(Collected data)
- - -

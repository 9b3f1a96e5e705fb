//! Storefront form errors.

use topup_domain::{GameId, PackageId, PaymentMethodId};

/// Errors that stop the top-up form from loading or accepting a selection.
///
/// Messages are shown to customers as-is.
#[derive(Debug, Clone, PartialEq, Eq, thiserror::Error)]
pub enum TopupError {
    #[error("遊戲不存在")]
    GameNotFound(GameId),

    #[error("此遊戲目前暫停服務")]
    GameInactive(GameId),

    #[error("找不到儲值套餐 {0}")]
    UnknownPackage(PackageId),

    #[error("找不到付款方式 {0}")]
    UnknownPaymentMethod(PaymentMethodId),
}
//! HTTP client for the order API

use std::time::Duration;

use async_trait::async_trait;
use reqwest::Client;
use topup_domain::OrderFormData;
use topup_shared::{ApiErrorBody, CreateOrderRequest, CreateOrderResponse};

use crate::ports::outbound::{OrderSubmissionPort, OrderSubmitError};

/// Default order API base URL.
pub const DEFAULT_API_BASE_URL: &str = "http://localhost:3000";

const ORDERS_PATH: &str = "/api/orders";

/// Posts orders to `<base_url>/api/orders`.
#[derive(Clone)]
pub struct HttpOrderGateway {
    client: Client,
    base_url: String,
}

impl HttpOrderGateway {
    pub fn new(base_url: &str) -> Self {
        Self::with_timeout(base_url, Duration::from_secs(30))
    }

    pub fn with_timeout(base_url: &str, timeout: Duration) -> Self {
        let client = Client::builder()
            .timeout(timeout)
            .build()
            .unwrap_or_else(|_| Client::new());

        Self {
            client,
            base_url: base_url.trim_end_matches('/').to_string(),
        }
    }

    pub fn base_url(&self) -> &str {
        &self.base_url
    }
}

impl Default for HttpOrderGateway {
    fn default() -> Self {
        Self::new(DEFAULT_API_BASE_URL)
    }
}

impl std::fmt::Debug for HttpOrderGateway {
    fn fmt(&self, f: &mut std::fmt::Formatter<'_>) -> std::fmt::Result {
        f.debug_struct("HttpOrderGateway")
            .field("base_url", &self.base_url)
            .finish_non_exhaustive()
    }
}

#[async_trait]
impl OrderSubmissionPort for HttpOrderGateway {
    async fn submit_order(&self, order: &OrderFormData) -> Result<(), OrderSubmitError> {
        let request = CreateOrderRequest::from(order);

        let response = self
            .client
            .post(format!("{}{}", self.base_url, ORDERS_PATH))
            .json(&request)
            .send()
            .await
            .map_err(|e| OrderSubmitError::Network(e.to_string()))?;

        let status = response.status();
        if !status.is_success() {
            let error_text = response
                .text()
                .await
                .map_err(|e| OrderSubmitError::Network(e.to_string()))?;
            // The API answers with {"error": "..."}; anything else is passed through.
            let message = serde_json::from_str::<ApiErrorBody>(&error_text)
                .map(|body| body.error)
                .unwrap_or(error_text);
            return Err(OrderSubmitError::Rejected {
                status: status.as_u16(),
                message,
            });
        }

        let created: CreateOrderResponse = response
            .json()
            .await
            .map_err(|e| OrderSubmitError::InvalidResponse(e.to_string()))?;

        tracing::info!(order_id = created.order_id, "Order created");
        Ok(())
    }
}
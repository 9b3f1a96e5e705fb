//! Topup Shared - types shared between storefront clients and the order API
//!
//! - The game catalog (form schemas, games, packages, payment methods)
//! - Order wire payloads
//!
//! No I/O beyond reading a catalog document from disk.

pub mod catalog;
pub mod orders;

pub use catalog::{CatalogDocument, CatalogError, GameCatalog, DEFAULT_CONFIG_GAME_ID};
pub use orders::{ApiErrorBody, CreateOrderRequest, CreateOrderResponse};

- - -

**WHAT TO PRODUCE**
Only those lines of the entries above that run from the line containing "Posts orders to" to the line containing "impl OrderSubmissionPort for", both included, should be transcribed exactly.

**RESPONSE TO THIS TASK**
/// Posts orders to `<base_url>/api/orders`.
#[derive(Clone)]
pub struct HttpOrderGateway {
    client: Client,
    base_url: String,
}

impl HttpOrderGateway {
    pub fn new(base_url: &str) -> Self {
        Self::with_timeout(base_url, Duration::from_secs(30))
    }

    pub fn with_timeout(base_url: &str, timeout: Duration) -> Self {
        let client = Client::builder()
            .timeout(timeout)
            .build()
            .unwrap_or_else(|_| Client::new());

        Self {
            client,
            base_url: base_url.trim_end_matches('/').to_string(),
        }
    }

    pub fn base_url(&self) -> &str {
        &self.base_url
    }
}

impl Default for HttpOrderGateway {
    fn default() -> Self {
        Self::new(DEFAULT_API_BASE_URL)
    }
}

impl std::fmt::Debug for HttpOrderGateway {
    fn fmt(&self, f: &mut std::fmt::Formatter<'_>) -> std::fmt::Result {
        f.debug_struct("HttpOrderGateway")
            .field("base_url", &self.base_url)
            .finish_non_exhaustive()
    }
}

#[async_trait]
impl OrderSubmissionPort for HttpOrderGateway {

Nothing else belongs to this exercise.